In the gossip mill it was said that Hamid Karzai, the puppet installed by the USA in Kabul use to cry, given his predicament, in front of demanding foreign delegations who did not fully appreciate that he was merely tentatively only the 'mayor of Kabul' if that, and not much else.
People sometimes grow with their offices, and indeed Ahmedinejad has grown in his position as President of Iran, neighbor of Afghanistan. Ahmedinejad in public service to the desperately poor, sanctioned Iranian people very lately has identified the great corruption in Iran, led by the mullahs, and the need to reduce the power of the illiterate mullah puppets constitutionally, so that Iran can become a fully functioning modern country.
This must be the same with Hamid Karzai, who will soon retire like Ahmedinejad, and he must be thinking of his wider legacy towards his people. Like Ahmedinejad, Karzai may exercise very little power, however that should not prevent him from telling the truth in his second and last term in office. This will almost certainly increase his credibility with his people.
The Taliban sadly was created by the USA from 1994, as their proxy power, with Pakistan acting as the manager of the Taliban, and as the go between. The creation of the Taliban allowed the USA to pursue certain pre-set objectives in Afghanistan....and was sold as "strategic depth" to the Pakistan military. This wider relationship Karzai has not informed his people ABOUT, because he is a puppet of the USA. However in all sincerity, I think Karzai should tell his people about this relationship as it clarifies matters for the Afghan people who have been suffering a 33 year war in their country, due to the actions of meddling outside powers.

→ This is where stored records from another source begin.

// tests/history_tests.rs
// Asset history export parsing and CSV export.

use anyhow::Result;

use inventory_core::services::history::{
    EMPTY_VALUE, HistoryEntry, RawHistoryRow, history_from_csv, parse_history, split_timestamp,
    to_csv, unique_assets, unique_users,
};
use inventory_core::services::ingestor::parse_line;

const RAW: &str = r#"[
  {"Id":"017a","Asset.Name":"Max 11 Dehumidifier","Asset.Name__c":"AST-0002","CreatedDate":"2025-07-17T07:49:16.000+0000","Field":"User__c","NewValue":"Adam Bernia","OldValue":"Warehouse Warehouse"},
  {"Id":"017b","Asset.Name":"Max 11 Dehumidifier","Asset.Name__c":"AST-0002","CreatedDate":"2025-07-17T07:49:16.000+0000","Field":"User__c","NewValue":"0054G00000CSjRvQAL","OldValue":"0052500000BIlUGAA1"},
  {"Id":"017c","Asset.Name":"Vacuum BOSCH","Asset.Name__c":"AST-0014","CreatedDate":"2025-01-20T15:36:40.000+0000","Field":"User__c","NewValue":"Warehouse Warehouse","OldValue":null},
  {"Id":"017d","Asset.Name":"Protimeter \"s12\"","Asset.Name__c":"AST-0011","CreatedDate":"not a date","Field":"User__c","NewValue":"Test Engineer","OldValue":""}
]"#;

fn entries() -> Result<Vec<HistoryEntry>> {
    let rows: Vec<RawHistoryRow> = serde_json::from_str(RAW)?;
    Ok(parse_history(rows))
}

#[test]
fn user_id_rows_are_dropped_and_blanks_marked() -> Result<()> {
    let e = entries()?;
    let ids: Vec<&str> = e.iter().map(|h| h.id.as_str()).collect();
    assert_eq!(ids, vec!["017a", "017c", "017d"]);
    assert_eq!(e[1].old_value, EMPTY_VALUE);
    assert_eq!(e[2].old_value, EMPTY_VALUE);
    assert_eq!(e[0].asset_code, "AST-0002");
    Ok(())
}

#[test]
fn unique_assets_and_users_are_sorted() -> Result<()> {
    let mut e = entries()?;
    let mut unnamed = e[0].clone();
    unnamed.id = "017e".to_string();
    unnamed.asset_name = "  ".to_string();
    e.push(unnamed);
    assert_eq!(
        unique_assets(&e),
        vec!["Max 11 Dehumidifier", "Protimeter \"s12\"", "Vacuum BOSCH"]
    );
    assert_eq!(
        unique_users(&e),
        vec!["Adam Bernia", "Test Engineer", "Warehouse Warehouse"]
    );
    Ok(())
}

#[test]
fn timestamps_split_into_date_and_time() {
    assert_eq!(
        split_timestamp("2025-07-17T07:49:16.000+0000"),
        ("17 Jul 2025".to_string(), "07:49".to_string())
    );
    assert_eq!(
        split_timestamp("2024-12-30T14:01:59Z"),
        ("30 Dec 2024".to_string(), "14:01".to_string())
    );
    assert_eq!(
        split_timestamp("yesterday"),
        ("yesterday".to_string(), String::new())
    );
}

#[test]
fn csv_export_escapes_quotes_and_reparses() -> Result<()> {
    let csv = to_csv(&entries()?);
    let lines: Vec<&str> = csv.lines().collect();
    assert_eq!(lines[0], "Date,Time,Asset Name,Asset Code,From,To");
    assert_eq!(
        lines[1],
        r#"17 Jul 2025,07:49,"Max 11 Dehumidifier",AST-0002,"Warehouse Warehouse","Adam Bernia""#
    );
    assert_eq!(lines.len(), 4);

    let fields = parse_line(lines[3]);
    assert_eq!(fields[2], "Protimeter \"s12\"");
    assert_eq!(fields[4], EMPTY_VALUE);
    Ok(())
}

#[test]
fn csv_form_of_the_export_parses_the_same() -> Result<()> {
    let csv = "\
Id,Asset.Name,Asset.Name__c,CreatedDate,Field,OldValue,NewValue
017a,Max 11 Dehumidifier,AST-0002,2025-07-17T07:49:16.000+0000,User__c,Warehouse Warehouse,Adam Bernia
017b,Max 11 Dehumidifier,AST-0002,2025-07-17T07:49:16.000+0000,User__c,0052500000BIlUGAA1,0054G00000CSjRvQAL
,Orphan,AST-9,2025-01-01T00:00:00Z,User__c,a,b
017c,Vacuum BOSCH,AST-0014,2025-01-20T15:36:40.000+0000,User__c,,Warehouse Warehouse
";
    let from_csv = history_from_csv(csv);
    let from_json = entries()?;
    assert_eq!(from_csv.len(), 2);
    assert_eq!(from_csv[0], from_json[0]);
    assert_eq!(from_csv[1], from_json[1]);
    Ok(())
}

USA action in Afghanistan is predicated on bad faith, so no good outcomes can be hoped for from the USA. To do so would be foolish, and naive. This bad faith has determined USA policy in Afghanistan for 12 years, and this will not change, due to the nature of who runs the USA.

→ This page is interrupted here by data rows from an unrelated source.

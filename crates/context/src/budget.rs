//! Token accounting and threshold zones.

use sb_domain::config::ContextConfig;
use sb_domain::message::{ContentBlock, Message};

/// Where the context currently sits relative to the thresholds.
#[derive(Debug, Clone, Copy, PartialEq, Eq, serde::Serialize)]
#[serde(rename_all = "lowercase")]
pub enum ContextZone {
    Green,
    Alert,
    Critical,
}

/// Verdict for admitting another turn.
#[derive(Debug, Clone, Copy, serde::Serialize)]
#[serde(rename_all = "camelCase")]
pub struct TurnAdmission {
    pub can_proceed: bool,
    pub needs_compaction: bool,
    pub would_exceed_limit: bool,
}

/// Per-session token budget state.
#[derive(Debug, Clone)]
pub struct ContextBudget {
    window_tokens: u64,
    alert_fraction: f64,
    trigger_fraction: f64,
    current_tokens: u64,
}

impl ContextBudget {
    pub fn new(config: &ContextConfig, window_tokens: u64) -> Self {
        let window = if window_tokens == 0 {
            config.default_window_tokens
        } else {
            window_tokens
        };
        Self {
            window_tokens: window,
            alert_fraction: config.alert_fraction,
            trigger_fraction: config.trigger_fraction,
            current_tokens: 0,
        }
    }

    /// Update from a turn's normalized context-window figure.
    pub fn observe(&mut self, context_window_tokens: u64) {
        self.current_tokens = context_window_tokens;
    }

    /// Swap the window when the session switches models.
    pub fn set_window(&mut self, window_tokens: u64) {
        if window_tokens > 0 {
            self.window_tokens = window_tokens;
        }
    }

    pub fn current_tokens(&self) -> u64 {
        self.current_tokens
    }

    pub fn window_tokens(&self) -> u64 {
        self.window_tokens
    }

    pub fn usage_fraction(&self) -> f64 {
        self.current_tokens as f64 / self.window_tokens as f64
    }

    pub fn zone(&self) -> ContextZone {
        let used = self.usage_fraction();
        if used >= self.trigger_fraction {
            ContextZone::Critical
        } else if used >= self.alert_fraction {
            ContextZone::Alert
        } else {
            ContextZone::Green
        }
    }

    /// True once the critical zone is entered.
    pub fn should_compact(&self) -> bool {
        self.zone() == ContextZone::Critical
    }

    pub fn can_accept_turn(&self, estimated_response_tokens: u64) -> TurnAdmission {
        let projected = self.current_tokens + estimated_response_tokens;
        let would_exceed_limit = projected > self.window_tokens;
        let needs_compaction = self.should_compact()
            || projected as f64 >= self.window_tokens as f64 * self.trigger_fraction;
        TurnAdmission {
            can_proceed: !would_exceed_limit,
            needs_compaction,
            would_exceed_limit,
        }
    }
}

/// Rough token estimate for messages with no provider report yet
/// (chars / 4).
pub fn estimate_tokens(messages: &[Message]) -> u64 {
    let chars: usize = messages
        .iter()
        .flat_map(|m| m.content.iter())
        .map(|block| match block {
            ContentBlock::Text { text } => text.len(),
            ContentBlock::Thinking { thinking } => thinking.len(),
            ContentBlock::Image { data, .. } => data.len() / 8,
            ContentBlock::ToolUse { input, .. } => input.to_string().len() + 32,
            ContentBlock::ToolResult { content, .. } => content.len() + 32,
        })
        .sum();
    (chars / 4) as u64
}

#[cfg(test)]
mod tests {
    use super::*;

    fn budget(current: u64) -> ContextBudget {
        let mut b = ContextBudget::new(&ContextConfig::default(), 200_000);
        b.observe(current);
        b
    }

    #[test]
    fn zones_follow_thresholds() {
        // Defaults: alert 0.70, trigger 0.85, window 200k.
        assert_eq!(budget(100_000).zone(), ContextZone::Green);
        assert_eq!(budget(150_000).zone(), ContextZone::Alert);
        assert_eq!(budget(170_000).zone(), ContextZone::Critical);
    }

    #[test]
    fn critical_zone_triggers_compaction() {
        assert!(!budget(100_000).should_compact());
        assert!(budget(170_000).should_compact());
    }

    #[test]
    fn can_accept_turn_projects_response() {
        let verdict = budget(100_000).can_accept_turn(8_000);
        assert!(verdict.can_proceed);
        assert!(!verdict.needs_compaction);
        assert!(!verdict.would_exceed_limit);

        // Close to the ceiling: admitted, but compaction flagged.
        let verdict = budget(160_000).can_accept_turn(20_000);
        assert!(verdict.can_proceed);
        assert!(verdict.needs_compaction);

        // Over the ceiling.
        let verdict = budget(195_000).can_accept_turn(10_000);
        assert!(!verdict.can_proceed);
        assert!(verdict.would_exceed_limit);
    }

    #[test]
    fn zero_window_falls_back_to_config_default() {
        let b = ContextBudget::new(&ContextConfig::default(), 0);
        assert_eq!(b.window_tokens(), 200_000);
    }

    #[test]
    fn estimate_counts_all_block_kinds() {
        let messages = vec![
            Message::user("x".repeat(400)),
            Message::tool_result("c1", "y".repeat(400), false),
        ];
        let estimate = estimate_tokens(&messages);
        assert!(estimate >= 200, "estimate too low: {estimate}");
    }
}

The USA is using Afghanistan as a huge heroin plantation. Karzai should already know this fact as President of Afghanistan with his own intelligence service. He should also know because his own brother was intimately involved in this CIA/Pentagon enterprise for their Wall Street masters.
It is not advisable at this stage for Karzai to use his office to highlight this huge Heroin crime in Afghanistan by the CIA/Pentagon with their beautiful ironed suits and uniforms and urbane, dare say smiling, sophisticated demeanor. (snakes...if we must reduce them to the level of animals)
HOWEVER, this FACT must be grasped to understand why it has taken the CIA/Pentagon 12-14 years to pacify Afghanistan, whereas in the case of Germany and Japan, once occupied, it was at most 1/2 years. After all nobody in Afghanistan really liked the Taliban most of all the 50% non-Pashtuns, with their alien Arab mercenaries, and bizarre ways and means.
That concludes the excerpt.